> **ABOUT THIS EXERCISE**
Out of the data below, copy every line with the string "Role".

(Collected data entries)
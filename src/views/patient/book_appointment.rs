// ============================================================================
// BOOK APPOINTMENT - Booking form against a chosen doctor
// ============================================================================

use wasm_bindgen::prelude::*;
use wasm_bindgen_futures::spawn_local;
use web_sys::Element;

use crate::dom::{
    append_child, get_element_by_id, input_value, on_click, on_submit, set_inner_html,
    set_text_content, textarea_value, ElementBuilder,
};
use crate::models::{BookAppointmentRequest, Role};
use crate::router::Route;
use crate::services::error::ApiError;
use crate::services::ApiClient;
use crate::state::app_state::{AppState, ToastKind};
use crate::utils::escape_html;
use crate::viewmodels::appointment_viewmodel::{booking_date_payload, validate_booking};
use crate::viewmodels::AppointmentViewModel;
use crate::views::shared::render_sidebar;
use crate::views::{error_markup, loading_markup};

pub fn render_book_appointment(state: &AppState, doctor_id: &str) -> Result<Element, JsValue> {
    let page = ElementBuilder::new("div")?.class("page booking-page").build();
    append_child(&page, &render_sidebar(state, Role::Patient)?)?;

    let user = match state.session.user() {
        Some(user) => user,
        None => return Ok(page),
    };

    let content = ElementBuilder::new("div")?
        .class("page-content")
        .id("book-appointment")?
        .html(&loading_markup("Loading doctor details..."))
        .build();
    append_child(&page, &content)?;

    // Load the doctor first; the form only renders once we know who the
    // appointment is with.
    {
        let state = state.clone();
        let epoch = state.epoch();
        let doctor_id = doctor_id.to_string();
        let patient_id = user.id.clone();
        spawn_local(async move {
            let api = ApiClient::new();
            let result = api.doctor_profile(&doctor_id).await;
            if state.epoch() != epoch {
                return;
            }
            let Some(content) = get_element_by_id("book-appointment") else {
                return;
            };
            match result {
                Ok(doctor) => {
                    set_inner_html(
                        &content,
                        &format!(
                            "<h1>Book an Appointment</h1>\
                             <p class=\"booking-doctor\">Dr. {} · {}</p>\
                             <form id=\"booking-form\" class=\"booking-form\">\
                               <div class=\"form-group\">\
                                 <label for=\"booking-date\">Date *</label>\
                                 <input type=\"date\" id=\"booking-date\"/>\
                               </div>\
                               <div class=\"form-group\">\
                                 <label for=\"booking-time\">Time *</label>\
                                 <input type=\"time\" id=\"booking-time\"/>\
                               </div>\
                               <div class=\"form-group\">\
                                 <label for=\"booking-description\">Reason for Visit *</label>\
                                 <textarea id=\"booking-description\" rows=\"4\" \
                                   placeholder=\"Describe your symptoms or reason for the visit\"></textarea>\
                               </div>\
                               <p class=\"form-error\" id=\"booking-error\"></p>\
                               <div class=\"form-actions\">\
                                 <button type=\"button\" id=\"booking-cancel\" class=\"btn-secondary\">Cancel</button>\
                                 <button type=\"submit\" id=\"booking-submit\" class=\"btn-primary\">Book Appointment</button>\
                               </div>\
                             </form>",
                            escape_html(&doctor.full_name()),
                            escape_html(doctor.specialization.as_deref().unwrap_or("General")),
                        ),
                    );
                    wire_booking_form(&state, &doctor_id, &patient_id);
                }
                Err(err) => {
                    let message = match &err {
                        ApiError::NotFound { .. } => "Doctor not found".to_string(),
                        other => other.user_message(),
                    };
                    set_inner_html(&content, &error_markup(&message));
                    state.handle_api_error(&err);
                }
            }
        });
    }

    Ok(page)
}

fn wire_booking_form(state: &AppState, doctor_id: &str, patient_id: &str) {
    if let Some(cancel) = get_element_by_id("booking-cancel") {
        let state = state.clone();
        on_click(&cancel, move |_| {
            state.navigate(Route::PatientDoctors);
        });
    }

    let Some(form) = get_element_by_id("booking-form") else {
        return;
    };

    let state = state.clone();
    let doctor_id = doctor_id.to_string();
    let patient_id = patient_id.to_string();
    on_submit(&form, move |_| {
        let date = input_value("booking-date");
        let time = input_value("booking-time");
        let description = textarea_value("booking-description");

        let now = chrono::Utc::now().naive_utc();
        if let Err(message) = validate_booking(&date, &time, &description, now) {
            show_booking_error(&message);
            return;
        }
        show_booking_error("");

        let request = BookAppointmentRequest {
            patient_id: patient_id.clone(),
            date: booking_date_payload(&date),
            time: time.trim().to_string(),
            description: description.trim().to_string(),
        };

        let state = state.clone();
        let doctor_id = doctor_id.clone();
        let epoch = state.epoch();
        set_booking_submitting(true);
        spawn_local(async move {
            let vm = AppointmentViewModel::new();
            let result = vm.book(&doctor_id, &request).await;
            if state.epoch() != epoch {
                return;
            }
            match result {
                Ok(()) => {
                    state.set_toast("Appointment booked successfully!", ToastKind::Success);
                    state.navigate(Route::PatientAppointments);
                }
                Err(err) => {
                    set_booking_submitting(false);
                    match &err {
                        ApiError::Validation(fields) => {
                            let message = fields
                                .values()
                                .next()
                                .cloned()
                                .unwrap_or_else(|| "Invalid booking details".to_string());
                            show_booking_error(&message);
                        }
                        other => {
                            show_booking_error(&other.user_message());
                            state.handle_api_error(other);
                        }
                    }
                }
            }
        });
    });
}

fn show_booking_error(message: &str) {
    if let Some(line) = get_element_by_id("booking-error") {
        set_text_content(&line, message);
    }
}

fn set_booking_submitting(submitting: bool) {
    if let Some(button) = get_element_by_id("booking-submit") {
        if submitting {
            let _ = button.set_attribute("disabled", "");
            set_text_content(&button, "Booking...");
        } else {
            let _ = button.remove_attribute("disabled");
            set_text_content(&button, "Book Appointment");
        }
    }
}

> **YOUR RESPONSE**
use crate::models::{BookAppointmentRequest, Role};
    append_child(&page, &render_sidebar(state, Role::Patient)?)?;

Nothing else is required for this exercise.